I want to prove this: " If for any sequence $(x_n)$ from a metric space $(E,d)$ we can extract a convergent subsequence then for any $r>0$, we can cover $E$ by a finite number of open balls of radius $r$"
I star by the construction of the sequence
Let $x_0\in E$.
If $E=B(x_0,r)$ then we are done.
If not, there exists an $x_1\in E$ such that $x_1\notin B(x_0,r)$. If $E=B(x_0,r)\cup B(x_1,r)$ we are done.

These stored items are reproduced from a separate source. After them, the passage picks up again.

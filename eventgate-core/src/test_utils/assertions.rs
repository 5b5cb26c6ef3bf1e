//! Assertions for access results

use crate::core_access::{AccessError, AccessResult, ConflictKind, DenyReason, NotFoundKind};
use std::fmt::Debug;

/// Assert that a Result is Ok and return the value
pub fn assert_ok<T, E: Debug>(result: Result<T, E>) -> T {
    match result {
        Ok(value) => value,
        Err(e) => panic!("Expected Ok, got Err: {:?}", e),
    }
}

/// Assert that the call was denied for `reason`
pub fn assert_denied<T: Debug>(result: AccessResult<T>, reason: DenyReason) {
    match result {
        Err(AccessError::PermissionDenied(actual)) if actual == reason => {}
        other => panic!("Expected PermissionDenied({:?}), got {:?}", reason, other),
    }
}

/// Assert that the call failed with the given conflict
pub fn assert_conflict<T: Debug>(result: AccessResult<T>, kind: ConflictKind) {
    match result {
        Err(AccessError::Conflict(actual)) if actual == kind => {}
        other => panic!("Expected Conflict({:?}), got {:?}", kind, other),
    }
}

/// Assert that the call failed with the given not-found kind
pub fn assert_not_found<T: Debug>(result: AccessResult<T>, kind: NotFoundKind) {
    match result {
        Err(AccessError::NotFound(actual)) if actual == kind => {}
        other => panic!("Expected NotFound({:?}), got {:?}", kind, other),
    }
}

pub fn assert_full<T: Debug>(result: AccessResult<T>) {
    if !matches!(result, Err(AccessError::CapacityExceeded)) {
        panic!("Expected CapacityExceeded, got {:?}", result);
    }
}
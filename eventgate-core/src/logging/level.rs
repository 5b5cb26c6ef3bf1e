//! Log level definitions

use super::error::LoggingError;
use serde::{Deserialize, Serialize};
use std::fmt;
use std::str::FromStr;

/// Minimum severity a subscriber lets through
#[derive(Debug, Clone, Copy, Default, PartialEq, Eq, PartialOrd, Ord, Serialize, Deserialize)]
#[serde(rename_all = "lowercase")]
pub enum LogLevel {
    Trace,
    Debug,
    #[default]
    Info,
    Warn,
    Error,
}

impl LogLevel {
    pub fn as_str(&self) -> &'static str {
        match self {
            LogLevel::Trace => "trace",
            LogLevel::Debug => "debug",
            LogLevel::Info => "info",
            LogLevel::Warn => "warn",
            LogLevel::Error => "error",
        }
    }
}

impl FromStr for LogLevel {
    type Err = LoggingError;

    fn from_str(s: &str) -> Result<Self, Self::Err> {
        match s.to_lowercase().as_str() {
            "trace" => Ok(LogLevel::Trace),
            "debug" => Ok(LogLevel::Debug),
            "info" => Ok(LogLevel::Info),
            "warn" | "warning" => Ok(LogLevel::Warn),
            "error" => Ok(LogLevel::Error),
            other => Err(LoggingError::InvalidConfiguration(format!(
                "unknown level '{}'",
                other
            ))),
        }
    }
}

impl fmt::Display for LogLevel {
    fn fmt(&self, f: &mut fmt::Formatter<'_>) -> fmt::Result {
        f.write_str(self.as_str())
    }
}
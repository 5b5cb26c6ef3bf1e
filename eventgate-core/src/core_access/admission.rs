//! Capacity-checked join and leave
//!
//! The only component that mutates participation state. Permission is
//! re-checked on every call; the capacity check and the insert happen in a
//! single store operation (see [`ParticipationStore::admit`]).

use super::errors::{AccessError, AccessResult, ConflictKind, DenyReason, NotFoundKind};
use super::permission::{can_join, AccessDecision};
use crate::config::AdmissionConfig;
use crate::core_event::{EventId, Timestamp, ViewerContext};
use crate::metrics::{
    record_counter, record_rejection, ACCESS_DENIED, JOIN_ADMITTED, JOIN_REJECTED, LEAVE_TOTAL,
};
use crate::storage::{AdmitOutcome, EventStore, ParticipationStore};
use std::sync::Arc;
use tracing::{debug, info, warn};

pub struct AdmissionController {
    events: Arc<dyn EventStore>,
    participations: Arc<dyn ParticipationStore>,
    config: AdmissionConfig,
}

impl AdmissionController {
    pub fn new(
        events: Arc<dyn EventStore>,
        participations: Arc<dyn ParticipationStore>,
        config: AdmissionConfig,
    ) -> Self {
        Self {
            events,
            participations,
            config,
        }
    }

    /// Add the viewer to the event's participants.
    ///
    /// Checks run in order: registration, event existence, the event's join
    /// rule, the platform-wide verification rule, then capacity and
    /// duplicates atomically.
    pub fn join(&self, event_id: EventId, viewer: &ViewerContext) -> AccessResult<()> {
        let result = self.try_join(event_id, viewer);
        match &result {
            Ok(()) => record_counter(JOIN_ADMITTED, 1),
            Err(err) => record_rejection(JOIN_REJECTED, rejection_label(err)),
        }
        result
    }

    fn try_join(&self, event_id: EventId, viewer: &ViewerContext) -> AccessResult<()> {
        let Some(user_id) = viewer.user_id else {
            return Err(deny(DenyReason::RegistrationRequired));
        };

        let access = self
            .events
            .event_access(event_id)?
            .ok_or(AccessError::NotFound(NotFoundKind::Event))?;

        if let AccessDecision::Deny(reason) = can_join(&access.privacy, viewer) {
            debug!(%event_id, viewer = %user_id, %reason, "Join refused by event rule");
            return Err(deny(reason));
        }

        if self.config.require_verified_for_all_joins && !viewer.admin && !viewer.verified {
            debug!(%event_id, viewer = %user_id, "Join refused: unverified email");
            return Err(deny(DenyReason::VerifiedEmailRequired));
        }

        match self.participations.admit(event_id, user_id, Timestamp::now())? {
            AdmitOutcome::Admitted => {
                info!(%event_id, viewer = %user_id, "Joined event");
                Ok(())
            }
            AdmitOutcome::Full { capacity, count } => {
                info!(%event_id, viewer = %user_id, capacity, count, "Join refused: event is full");
                Err(AccessError::CapacityExceeded)
            }
            AdmitOutcome::AlreadyJoined => Err(AccessError::Conflict(ConflictKind::AlreadyJoined)),
            // Deleted between the access lookup and the transaction
            AdmitOutcome::EventNotFound => Err(AccessError::NotFound(NotFoundKind::Event)),
            AdmitOutcome::UnknownUser => {
                warn!(viewer = %user_id, "Join from a viewer with no user row");
                Err(AccessError::NotFound(NotFoundKind::User))
            }
        }
    }

    /// Remove the viewer from the event's participants
    pub fn leave(&self, event_id: EventId, viewer: &ViewerContext) -> AccessResult<()> {
        let Some(user_id) = viewer.user_id else {
            return Err(AccessError::Conflict(ConflictKind::NotParticipant));
        };

        if !self.participations.remove_participant(event_id, user_id)? {
            return Err(AccessError::Conflict(ConflictKind::NotParticipant));
        }

        info!(%event_id, viewer = %user_id, "Left event");
        record_counter(LEAVE_TOTAL, 1);
        Ok(())
    }
}

fn deny(reason: DenyReason) -> AccessError {
    record_counter(ACCESS_DENIED, 1);
    AccessError::PermissionDenied(reason)
}

fn rejection_label(err: &AccessError) -> &'static str {
    match err {
        AccessError::PermissionDenied(_) => "permission",
        AccessError::CapacityExceeded => "full",
        AccessError::Conflict(_) => "duplicate",
        AccessError::NotFound(_) => "not_found",
        AccessError::InvalidRequest(_) => "invalid",
        AccessError::StoreFailure(_) => "store",
    }
}
//! Error types for the logging subsystem

use thiserror::Error;

/// Errors that can occur in the logging subsystem
#[derive(Debug, Clone, PartialEq, Eq, Error)]
pub enum LoggingError {
    /// A global subscriber is already installed, or the filter is malformed
    #[error("Failed to initialize logging: {0}")]
    InitializationFailed(String),

    /// Invalid configuration provided
    #[error("Invalid logging configuration: {0}")]
    InvalidConfiguration(String),
}
//! Block relationships and result filtering
//!
//! Edges are stored one direction at a time, but every question asked here
//! is symmetric: if either user blocked the other, they disappear from each
//! other's results. Store failures propagate, so a failing store never lets
//! blocked content through.

use super::errors::{AccessError, AccessResult, ConflictKind, NotFoundKind};
use crate::core_event::{BlockSummary, Event, Participant, Timestamp, UserId, ViewerContext};
use crate::metrics::{record_counter, BLOCKS_CREATED, BLOCKS_REMOVED, BLOCK_FILTERED};
use crate::storage::{BlockInsert, RelationshipStore};
use std::sync::Arc;
use tracing::{debug, info};

pub struct BlockFilter {
    relationships: Arc<dyn RelationshipStore>,
}

impl BlockFilter {
    pub fn new(relationships: Arc<dyn RelationshipStore>) -> Self {
        Self { relationships }
    }

    /// Whether an edge exists in either direction
    pub fn are_blocked(&self, a: UserId, b: UserId) -> AccessResult<bool> {
        if a == b {
            return Ok(false);
        }
        Ok(self.relationships.is_blocked_either_way(a, b)?)
    }

    /// Drop events owned by anyone the viewer blocked or was blocked by.
    /// Order is preserved; anonymous viewers get the input back unchanged.
    pub fn filter_events(
        &self,
        events: Vec<Event>,
        viewer: &ViewerContext,
    ) -> AccessResult<Vec<Event>> {
        self.retain_visible(events, viewer, |event| event.owner_id)
    }

    /// Same rule as [`filter_events`](Self::filter_events), applied to a roster
    pub fn filter_participants(
        &self,
        participants: Vec<Participant>,
        viewer: &ViewerContext,
    ) -> AccessResult<Vec<Participant>> {
        self.retain_visible(participants, viewer, |participant| participant.user_id)
    }

    fn retain_visible<T>(
        &self,
        mut items: Vec<T>,
        viewer: &ViewerContext,
        owner_of: impl Fn(&T) -> UserId,
    ) -> AccessResult<Vec<T>> {
        let Some(viewer_id) = viewer.user_id else {
            return Ok(items);
        };

        let counterparts = self.relationships.block_counterparts(viewer_id)?;
        if counterparts.is_empty() {
            return Ok(items);
        }

        let before = items.len();
        items.retain(|item| !counterparts.contains(&owner_of(item)));

        let dropped = before - items.len();
        if dropped > 0 {
            debug!(viewer = %viewer_id, dropped, "Filtered blocked counterparts");
            record_counter(BLOCK_FILTERED, dropped as u64);
        }
        Ok(items)
    }

    /// Record that `blocker` blocks `blocked`
    pub fn block(&self, blocker: UserId, blocked: UserId, reason: Option<&str>) -> AccessResult<()> {
        if blocker == blocked {
            return Err(AccessError::InvalidRequest("Cannot block yourself".to_string()));
        }

        let reason = reason.map(str::trim).filter(|r| !r.is_empty());
        match self
            .relationships
            .insert_block(blocker, blocked, reason, Timestamp::now())?
        {
            BlockInsert::Inserted => {
                info!(%blocker, %blocked, "User blocked");
                record_counter(BLOCKS_CREATED, 1);
                Ok(())
            }
            BlockInsert::Duplicate => Err(AccessError::Conflict(ConflictKind::AlreadyBlocked)),
            BlockInsert::UnknownUser => Err(AccessError::NotFound(NotFoundKind::User)),
        }
    }

    /// Remove the `blocker` -> `blocked` edge
    pub fn unblock(&self, blocker: UserId, blocked: UserId) -> AccessResult<()> {
        if !self.relationships.delete_block(blocker, blocked)? {
            return Err(AccessError::NotFound(NotFoundKind::Block));
        }
        info!(%blocker, %blocked, "User unblocked");
        record_counter(BLOCKS_REMOVED, 1);
        Ok(())
    }

    /// Users `blocker` has blocked, newest first
    pub fn list_blocked(&self, blocker: UserId) -> AccessResult<Vec<BlockSummary>> {
        Ok(self.relationships.blocks_by(blocker)?)
    }
}

#[cfg(test)]
mod tests {
    use super::*;
    use crate::core_event::{NewEvent, NewUser};
    use crate::storage::{EventStore, ParticipationStore, SqlStore, StoreError, StoreResult};
    use std::collections::HashSet;

    fn setup(n: usize) -> (Arc<SqlStore>, BlockFilter, Vec<UserId>) {
        let store = Arc::new(SqlStore::in_memory().unwrap());
        let users = (0..n)
            .map(|i| {
                store
                    .insert_user(&NewUser::new(format!("user{}", i), format!("u{}@example.com", i)))
                    .unwrap()
            })
            .collect();
        let filter = BlockFilter::new(store.clone());
        (store, filter, users)
    }

    fn event_owned_by(store: &SqlStore, owner: UserId, slug: &str) -> Event {
        let id = store.insert_event(&NewEvent::new(owner, slug, slug)).unwrap();
        store.event_by_id(id, None).unwrap().unwrap()
    }

    #[test]
    fn test_block_is_symmetric() {
        let (_, filter, users) = setup(3);
        filter.block(users[0], users[1], Some("spam")).unwrap();

        assert!(filter.are_blocked(users[0], users[1]).unwrap());
        assert!(filter.are_blocked(users[1], users[0]).unwrap());
        assert!(!filter.are_blocked(users[0], users[2]).unwrap());
    }

    #[test]
    fn test_block_side_rules() {
        let (_, filter, users) = setup(2);

        assert!(matches!(
            filter.block(users[0], users[0], None),
            Err(AccessError::InvalidRequest(_))
        ));
        assert!(matches!(
            filter.block(users[0], UserId(999), None),
            Err(AccessError::NotFound(NotFoundKind::User))
        ));

        filter.block(users[0], users[1], None).unwrap();
        assert!(matches!(
            filter.block(users[0], users[1], None),
            Err(AccessError::Conflict(ConflictKind::AlreadyBlocked))
        ));
    }

    #[test]
    fn test_unblock_missing_edge_is_not_found() {
        let (_, filter, users) = setup(2);
        assert!(matches!(
            filter.unblock(users[0], users[1]),
            Err(AccessError::NotFound(NotFoundKind::Block))
        ));

        filter.block(users[0], users[1], None).unwrap();
        // Only the blocker can lift their own edge
        assert!(filter.unblock(users[1], users[0]).is_err());
        filter.unblock(users[0], users[1]).unwrap();
        assert!(!filter.are_blocked(users[0], users[1]).unwrap());
    }

    #[test]
    fn test_filter_events_keeps_order_and_drops_both_directions() {
        let (store, filter, users) = setup(4);
        let viewer = users[0];
        let events = vec![
            event_owned_by(&store, users[1], "a"),
            event_owned_by(&store, users[2], "b"),
            event_owned_by(&store, users[3], "c"),
            event_owned_by(&store, users[1], "d"),
        ];

        // viewer blocks users[2]; users[3] blocks viewer
        filter.block(viewer, users[2], None).unwrap();
        filter.block(users[3], viewer, None).unwrap();

        let kept: Vec<String> = filter
            .filter_events(events.clone(), &ViewerContext::registered(viewer))
            .unwrap()
            .into_iter()
            .map(|e| e.slug)
            .collect();
        assert_eq!(kept, vec!["a", "d"]);

        let anonymous = filter.filter_events(events.clone(), &ViewerContext::anonymous()).unwrap();
        assert_eq!(anonymous, events);
    }

    #[test]
    fn test_filter_participants() {
        let (store, filter, users) = setup(3);
        let id = store.insert_event(&NewEvent::new(users[0], "e", "E")).unwrap();
        store.admit(id, users[1], Timestamp::from_millis(1)).unwrap();
        store.admit(id, users[2], Timestamp::from_millis(2)).unwrap();
        filter.block(users[2], users[0], None).unwrap();

        let roster = store.participants(id).unwrap();
        let kept = filter
            .filter_participants(roster, &ViewerContext::registered(users[0]))
            .unwrap();
        assert_eq!(kept.len(), 1);
        assert_eq!(kept[0].user_id, users[1]);
    }

    #[test]
    fn test_list_blocked_newest_first() {
        let (_, filter, users) = setup(3);
        filter.block(users[0], users[1], None).unwrap();
        filter.block(users[0], users[2], Some("  ")).unwrap();

        let listed = filter.list_blocked(users[0]).unwrap();
        assert_eq!(listed.len(), 2);
        assert_eq!(listed[0].blocked_id, users[2]);
        assert_eq!(listed[0].reason, None);
    }

    /// Store whose every query fails
    struct BrokenStore;

    impl RelationshipStore for BrokenStore {
        fn insert_block(
            &self,
            _: UserId,
            _: UserId,
            _: Option<&str>,
            _: Timestamp,
        ) -> StoreResult<BlockInsert> {
            Err(StoreError::Task("down".to_string()))
        }
        fn delete_block(&self, _: UserId, _: UserId) -> StoreResult<bool> {
            Err(StoreError::Task("down".to_string()))
        }
        fn is_blocked_either_way(&self, _: UserId, _: UserId) -> StoreResult<bool> {
            Err(StoreError::Task("down".to_string()))
        }
        fn block_counterparts(&self, _: UserId) -> StoreResult<HashSet<UserId>> {
            Err(StoreError::Task("down".to_string()))
        }
        fn blocks_by(&self, _: UserId) -> StoreResult<Vec<BlockSummary>> {
            Err(StoreError::Task("down".to_string()))
        }
    }

    #[test]
    fn test_filter_fails_closed() {
        let filter = BlockFilter::new(Arc::new(BrokenStore));
        let result = filter.filter_participants(Vec::new(), &ViewerContext::registered(UserId(1)));
        assert!(matches!(result, Err(AccessError::StoreFailure(_))));
        assert!(filter.are_blocked(UserId(1), UserId(2)).unwrap_err().is_internal());
    }
}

If not .... there exists $x_n\in E$ but $$x_n\notin B(x_0,r)\cup \ldots\cup B(x_{n-1},r)$$
Then there exists a sequence $(x_n)\in E$ such that $d(x_n,x_{n-1})>r,\, \forall n\in \mathbb{N}^*$, but how to continue ?
thank you
The constructive condition $x_n\notin \bigcup\limits_{i=0}^{n-1} B(x_i,r)$ doesn't just imply that $d(x_n,x_{n-1})\ge r$ for all $n>0$, but moreso that $d(x_n,x_m)\ge r$ for all $n>m$ (and thus for all $n\ne m$). Therefore, this sequence has no Cauchy subsequences, because $\inf\limits_{n\ne m} d(x_n,x_m)\ge r$.